» Blog Archive The Body and Full of Hell Deliver Insanity and Terror -
Evan Conway Hard Music, News, Reviews

the body and full of hellGive or take about a year and a half ago, Full of Hell and Merzbow released a collaboration album simply titled Full of Hell & Merzbow. Even with some mixed response, the album was almost everywhere, as it was a blend of grindcore and noise, just touching on the brink of insanity and fusing it with a bloodthirsty rage. Now Full of Hell have teamed up with sludge metal act The Body for another collaboration, and the results push the human psyche into dark and disturbing places. Whereas the Merzbow project could be likened to a physical assault, this project with The Body is more cerebral and telekinetic in how it will break you down. Granted there are physical aspects to the album, but the damage done stays present in your mind.

With the previous collab, Full of Hell & Merzbow, it catered to the fans of Full of Hell while infusing it with Merzbow’s noise elements throughout. It’s interesting to note that when you look up the CD, it comes up as “Full of Hell & Merzbow.” The case with this new collaboration, however, is that it’s The Body and Full of Hell. If the album with Merzbow was Full of Hell letting Merzbow in on the writing process of Full of Hell songs, then One Day You Will Ache Like I Ache is The Body allowing Full of Hell to collaborate with them. This isn’t a Full of Hell album, first and foremost. Granted it’s a collaboration, but it is more in line with The Body’s work. Full of Hell fans may be disappointed to hear that, but the band’s sense of insanity meshes for something avant-garde, even for The Body.band photo

Let me make this clear. though: One Day You Will Ache is not an album for everyone. It is, in all honestly, almost an album not for me. If you don’t like The Body, you surely won’t enjoy it, since it’s an extension off their core sound (I found similarities to No One Deserves Happiness, in particular) and you should be prepared going in knowing that. One of the lead singles, “Fleshworks,” is more accessible than most of the songs, as many of them feature feedback, harsh sounds, and borderline white noise piercing your ears.

It is, in a sense, an expression of deranged insanity and isolation, or performance art with but without form. The Body vocalist Chip King handles the majority of the vocals, as his high, sharp falsetto cuts through the swirling vortex of chaos, with interjections or additions by Full of Hell vocalist Dylan Walker. Walker may not be on the forefront of the vocals with this experiment, but he is credited for the electronics and noise on the album, giving shape to most of the songs. Guitars and drums (Both programmed and acoustic) are present, as King and The Body drummer Lee Buford split guitar and percussive duties with Spencer Hazard (Who also contributes noise aspects) and David Bland.

But the stand out guy, and maybe it’s the bass player part of me coming out, is Brandon Brown, whose bass playing (when prominent) hits you. It hits hard at times drives the entirety of a song forward. I can only imagine it in a live setting with these songs, in which the bass would literally pass through one ear and out the other, shaking every part of you in between. It’s not virtuoso playing, but when it’s perfect, it’s perfect.
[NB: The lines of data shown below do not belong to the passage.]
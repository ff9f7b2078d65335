use crate::{Error, FormatError};
use std::io::Write;

/// The kind of save declared by the header line
#[derive(Debug, Clone, Copy, PartialEq, Eq)]
pub enum SaveHeaderKind {
    /// uncompressed text
    Text,

    /// uncompressed binary
    Binary,

    /// uncompressed text metadata followed by a compressed text gamestate
    UnifiedText,

    /// uncompressed binary metadata followed by a compressed binary gamestate
    UnifiedBinary,

    /// metadata is stored within the zip file
    SplitText,

    /// metadata is stored within the zip file
    SplitBinary,

    /// An unknown kind
    Other(u16),
}

impl SaveHeaderKind {
    /// Creates a kind from its numeric value
    pub fn new(kind: u16) -> SaveHeaderKind {
        match kind {
            0 => SaveHeaderKind::Text,
            1 => SaveHeaderKind::Binary,
            2 => SaveHeaderKind::UnifiedText,
            3 => SaveHeaderKind::UnifiedBinary,
            4 => SaveHeaderKind::SplitText,
            5 => SaveHeaderKind::SplitBinary,
            x => SaveHeaderKind::Other(x),
        }
    }

    /// The numeric value written into the header
    pub fn value(&self) -> u16 {
        match self {
            SaveHeaderKind::Text => 0,
            SaveHeaderKind::Binary => 1,
            SaveHeaderKind::UnifiedText => 2,
            SaveHeaderKind::UnifiedBinary => 3,
            SaveHeaderKind::SplitText => 4,
            SaveHeaderKind::SplitBinary => 5,
            SaveHeaderKind::Other(x) => *x,
        }
    }

    /// Returns true if the body is binary encoded
    pub fn is_binary(&self) -> bool {
        matches!(
            self,
            SaveHeaderKind::Binary | SaveHeaderKind::UnifiedBinary | SaveHeaderKind::SplitBinary
        )
    }

    /// Returns true if the body is text
    pub fn is_text(&self) -> bool {
        matches!(
            self,
            SaveHeaderKind::Text | SaveHeaderKind::UnifiedText | SaveHeaderKind::SplitText
        )
    }

    /// Returns true if the gamestate sits in a zip after the header
    pub fn is_compressed(&self) -> bool {
        matches!(
            self,
            SaveHeaderKind::UnifiedText
                | SaveHeaderKind::UnifiedBinary
                | SaveHeaderKind::SplitText
                | SaveHeaderKind::SplitBinary
        )
    }
}

/// The `SAV` line that starts a headered save.
///
/// Layout: `SAV`, 2 version bytes, the kind as 2 hex digits, 8 opaque bytes,
/// the metadata length as 8 hex digits and a `\n` or `\r\n` terminator.
///
/// ```
/// use clausewitz_save::container::{SaveHeader, SaveHeaderKind};
/// let header = SaveHeader::from_slice(b"SAV0102a40f789f000067c4\nmeta_data={")?;
/// assert_eq!(header.kind(), SaveHeaderKind::UnifiedText);
/// assert_eq!(header.metadata_len(), 26564);
/// assert_eq!(header.to_string(), "SAV0102a40f789f000067c4\n");
/// # Ok::<(), clausewitz_save::Error>(())
/// ```
#[derive(Debug, Clone, Eq, PartialEq)]
pub struct SaveHeader {
    unknown: [u8; 2],
    kind: SaveHeaderKind,
    random: [u8; 8],
    meta_len: u64,
    header_len: usize,
}

impl SaveHeader {
    pub(crate) const SIZE: usize = 24;

    /// A `\n` terminated header with the given kind and metadata length
    pub fn new(kind: SaveHeaderKind, meta_len: u64) -> Self {
        SaveHeader {
            unknown: *b"01",
            kind,
            random: *b"00000000",
            meta_len,
            header_len: Self::SIZE,
        }
    }

    /// Parses the header from the start of the data
    pub fn from_slice(data: &[u8]) -> Result<Self, Error> {
        let invalid = || Error::from(FormatError::InvalidHeader);
        let line: &[u8; Self::SIZE] = data.first_chunk().ok_or_else(invalid)?;

        if &line[..3] != b"SAV" {
            return Err(invalid());
        }

        let unknown = [line[3], line[4]];
        let kind = hex_field(&line[5..7]).ok_or_else(invalid)?;
        let mut random = [0u8; 8];
        random.copy_from_slice(&line[7..15]);
        let meta_len = hex_field(&line[15..23]).ok_or_else(invalid)?;

        let header_len = match (line[23], data.get(Self::SIZE)) {
            (b'\r', Some(b'\n')) => Self::SIZE + 1,
            (b'\n', _) => Self::SIZE,
            _ => return Err(invalid()),
        };

        let kind = u16::try_from(kind).map_err(|_| invalid())?;
        Ok(SaveHeader {
            unknown,
            kind: SaveHeaderKind::new(kind),
            random,
            meta_len,
            header_len,
        })
    }

    /// The save kind (encoding and compression)
    pub fn kind(&self) -> SaveHeaderKind {
        self.kind
    }

    /// Sets the save kind
    pub fn set_kind(&mut self, kind: SaveHeaderKind) {
        self.kind = kind;
    }

    /// Length of the header line in bytes, terminator included
    pub fn header_len(&self) -> usize {
        self.header_len
    }

    /// Declared length of the metadata section in bytes
    pub fn metadata_len(&self) -> u64 {
        self.meta_len
    }

    /// Sets the declared metadata length
    pub fn set_metadata_len(&mut self, len: u64) {
        self.meta_len = len
    }

    /// Writes the header line
    pub fn write<W>(&self, mut writer: W) -> std::io::Result<()>
    where
        W: Write,
    {
        writer.write_all(b"SAV")?;
        writer.write_all(&self.unknown)?;
        write!(writer, "{0:02x}", self.kind.value())?;
        writer.write_all(&self.random)?;
        write!(writer, "{0:08x}", self.meta_len)?;
        if self.header_len == Self::SIZE + 1 {
            writer.write_all(b"\r")?;
        }
        writer.write_all(b"\n")?;
        Ok(())
    }
}

fn hex_field(data: &[u8]) -> Option<u64> {
    let text = std::str::from_utf8(data).ok()?;
    u64::from_str_radix(text, 16).ok()
}

impl std::fmt::Display for SaveHeader {
    fn fmt(&self, f: &mut std::fmt::Formatter<'_>) -> std::fmt::Result {
        let mut buf = Vec::new();
        self.write(&mut buf).map_err(|_| std::fmt::Error)?;
        f.write_str(&String::from_utf8_lossy(&buf))
    }
}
band photo twoEven with it leaning in The Body’s style most of the album, tracks like “The Little Death” or “World of Hope and No Pain” showcase Full of Hell’s presence, despite a strong presence of King on the songs. Tracks like the former do an excellent job showcasing the variety of sound on One Day You Will Ache. Even with how far out in left field this album is, it’s great to notice how the two groups were able to convey such different sounds across ten tracks of avant-garde insanity.
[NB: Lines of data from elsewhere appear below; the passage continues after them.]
use crate::common::Date;
use crate::util::le_u64;
use crate::Charset;
use std::error;
use std::fmt;

/// An error that can occur when converting a scalar into the requested type.
#[derive(Debug, Clone, PartialEq)]
pub enum ScalarError {
    /// The given string did not contain only numbers
    AllDigits(String),

    /// The given string caused an overflow when calculating its numerical value
    Overflow(String),

    /// The given string was not a recognized boolean value
    InvalidBool(String),

    /// The given string was not a date in the game format (`Y.M.D[.H]`)
    InvalidDate(String),

    /// The node is not a color or its components are not representable
    InvalidColor(String),

    /// The node is not a scalar, so it can't be coerced into one
    NotAValue,
}

impl fmt::Display for ScalarError {
    fn fmt(&self, f: &mut fmt::Formatter) -> fmt::Result {
        match self {
            ScalarError::AllDigits(x) => write!(f, "did not contain all digits: {}", x),
            ScalarError::InvalidBool(x) => write!(f, "is not a valid bool: {}", x),
            ScalarError::Overflow(x) => write!(f, "caused an overflow: {}", x),
            ScalarError::InvalidDate(x) => write!(f, "is not a valid date: {}", x),
            ScalarError::InvalidColor(x) => write!(f, "is not a valid color: {}", x),
            ScalarError::NotAValue => write!(f, "node is not a scalar value"),
        }
    }
}

impl error::Error for ScalarError {
    fn source(&self) -> Option<&(dyn error::Error + 'static)> {
        None
    }
}

/// A scalar span of a [`TokenTape`](crate::text::TokenTape), borrowed from
/// the tokenized input.
///
/// ```
/// use clausewitz_save::text::Tokenizer;
///
/// let tape = Tokenizer::new(b"date=1444.11.11").tokenize()?;
/// assert_eq!(tape.scalar(0).as_bytes(), b"date");
/// assert_eq!(tape.scalar(1).to_date()?.year(), 1444);
/// # Ok::<(), Box<dyn std::error::Error>>(())
/// ```
#[derive(PartialEq, Eq, Copy, Clone)]
pub struct Scalar<'a> {
    data: &'a [u8],
}

impl<'a> Scalar<'a> {
    /// Wraps a byte slice
    pub fn new(data: &'a [u8]) -> Scalar<'a> {
        Scalar { data }
    }

    /// View the underlying bytes
    pub fn as_bytes(&self) -> &'a [u8] {
        self.data
    }

    /// Try converting the scalar to f64
    pub fn to_f64(&self) -> Result<f64, ScalarError> {
        to_f64(self.data)
    }

    /// Try converting the scalar to a boolean (`yes` / `no`)
    pub fn to_bool(&self) -> Result<bool, ScalarError> {
        to_bool(self.data)
    }

    /// Try converting the scalar to i64
    pub fn to_i64(&self) -> Result<i64, ScalarError> {
        to_i64(self.data)
    }

    /// Try converting the scalar to u64
    pub fn to_u64(&self) -> Result<u64, ScalarError> {
        to_u64(self.data)
    }

    /// Try converting the scalar to a game date
    pub fn to_date(&self) -> Result<Date, ScalarError> {
        to_date(self.data)
    }
}

impl<'a> fmt::Debug for Scalar<'a> {
    fn fmt(&self, f: &mut fmt::Formatter<'_>) -> fmt::Result {
        write!(f, "Scalar {{ {} }}", lossy(self.data))
    }
}

/// The scalar as text for error messages
fn lossy(d: &[u8]) -> String {
    Charset::Windows1252.transcode(d).into_owned()
}

#[inline]
pub(crate) fn to_date(d: &[u8]) -> Result<Date, ScalarError> {
    Date::parse(d).map_err(|_| ScalarError::InvalidDate(lossy(d)))
}

#[inline]
pub(crate) fn to_bool(d: &[u8]) -> Result<bool, ScalarError> {
    match d {
        [b'y', b'e', b's'] => Ok(true),
        [b'n', b'o'] => Ok(false),
        x => Err(ScalarError::InvalidBool(lossy(x))),
    }
}

fn is_digits_wide(d: &[u8]) -> bool {
    // Taken from simdjson: https://youtu.be/wlvKAT7SZIQ?t=2377
    const SIZE: usize = std::mem::size_of::<u64>();
    debug_assert!(d.len() == SIZE);

    let val = le_u64(d);
    val.checked_add(0x0606_0606_0606_0606).map_or(false, |x| {
        ((val & 0xF0F0_F0F0_F0F0_F0F0) | ((x & 0xF0F0_F0F0_F0F0_F0F0) >> 4))
            == 0x3333_3333_3333_3333
    })
}

fn is_digits(d: &[u8]) -> bool {
    !d.iter().any(|&x| x < b'0' || x > b'9')
}

#[inline]
fn ascii_u64_to_digits(mut val: u64) -> u64 {
    // Taken from simdjson: https://youtu.be/wlvKAT7SZIQ?t=2479
    val = (val & 0x0F0F_0F0F_0F0F_0F0F).wrapping_mul(2561) >> 8;
    val = (val & 0x00FF_00FF_00FF_00FF).wrapping_mul(6553601) >> 16;
    (val & 0x0000_FFFF_0000_FFFF).wrapping_mul(42949672960001) >> 32
}

#[inline]
pub(crate) fn to_f64(d: &[u8]) -> Result<f64, ScalarError> {
    match d.iter().position(|&x| x == b'.') {
        Some(idx) => {
            let lead = to_i64(&d[..idx])?;

            // the sign comes from the text so that "-0.5" stays negative
            let sign = if d.first() == Some(&b'-') { -1.0 } else { 1.0 };
            let leadf = lead as f64;
            let trail = &d[idx + 1..];
            let frac = to_u64(trail)? as f64;
            let digits = 10u32
                .checked_pow(trail.len() as u32)
                .ok_or_else(|| ScalarError::Overflow(lossy(d)))?
                as f64;
            Ok(f64::mul_add(sign, frac / digits, leadf))
        }
        None => to_i64(d).map(|x| x as f64),
    }
}

#[inline]
pub(crate) fn to_i64(d: &[u8]) -> Result<i64, ScalarError> {
    let is_negative = d.get(0).map_or(false, |&x| x == b'-');
    let isn = is_negative as u64;
    let sign = -((isn as i64 * 2).wrapping_sub(1));
    let rest = to_u64(&d[isn as usize..])?;
    Ok(sign * (rest as i64))
}

#[inline]
pub(crate) fn to_u64(d: &[u8]) -> Result<u64, ScalarError> {
    const POWER10: [u64; 8] = [10_000_000, 1_000_000, 100_000, 10_000, 1_000, 100, 10, 1];

    if d.is_empty() {
        return Err(ScalarError::AllDigits(lossy(d)));
    }

    let mut chunks = d.chunks_exact(8);
    let all_digits = chunks.all(is_digits_wide);
    let remainder = chunks.remainder();
    if !(all_digits & is_digits(&remainder)) {
        return Err(ScalarError::AllDigits(lossy(d)));
    }

    let mut result: u64 = 0;
    let chunks = d.chunks_exact(8);
    for chunk in chunks {
        let val = le_u64(chunk);

        result = result
            .checked_mul(100_000_000)
            .and_then(|x| x.checked_add(ascii_u64_to_digits(val)))
            .ok_or_else(|| ScalarError::Overflow(lossy(d)))?;
    }

    if result != 0 {
        result = 10_u64
            .checked_pow(remainder.len() as u32)
            .and_then(|x| result.checked_mul(x))
            .ok_or_else(|| ScalarError::Overflow(lossy(d)))?;
    }

    let maxxed = 8 - remainder.len();
    for (i, &x) in remainder.iter().enumerate() {
        result = result
            .checked_add(u64::from(x - b'0') * POWER10[maxxed + i])
            .ok_or_else(|| ScalarError::Overflow(lossy(d)))?;
    }

    Ok(result)
}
One Day You Will Ache Like I Ache is a very, very difficult album to review, and just as challenging to listen to if you don’t know what you’re getting yourself into. Even then, it’s not vacuous, but dimension-shattering in its effect and throws you out of reality and into insanity. Not for everyone and at the farthest point from conventional, this is an album that will be discussed throughout the year for pushing artistic endeavors instead of capitalizing on the simplicities that can be found in both grindcore and sludge metal. I can’t envision myself listening to it for fun, like Full of Hell & Merzbow back in 2014, but there will be points throughout the year where I need to sit down and remind myself just how insane this album truly is.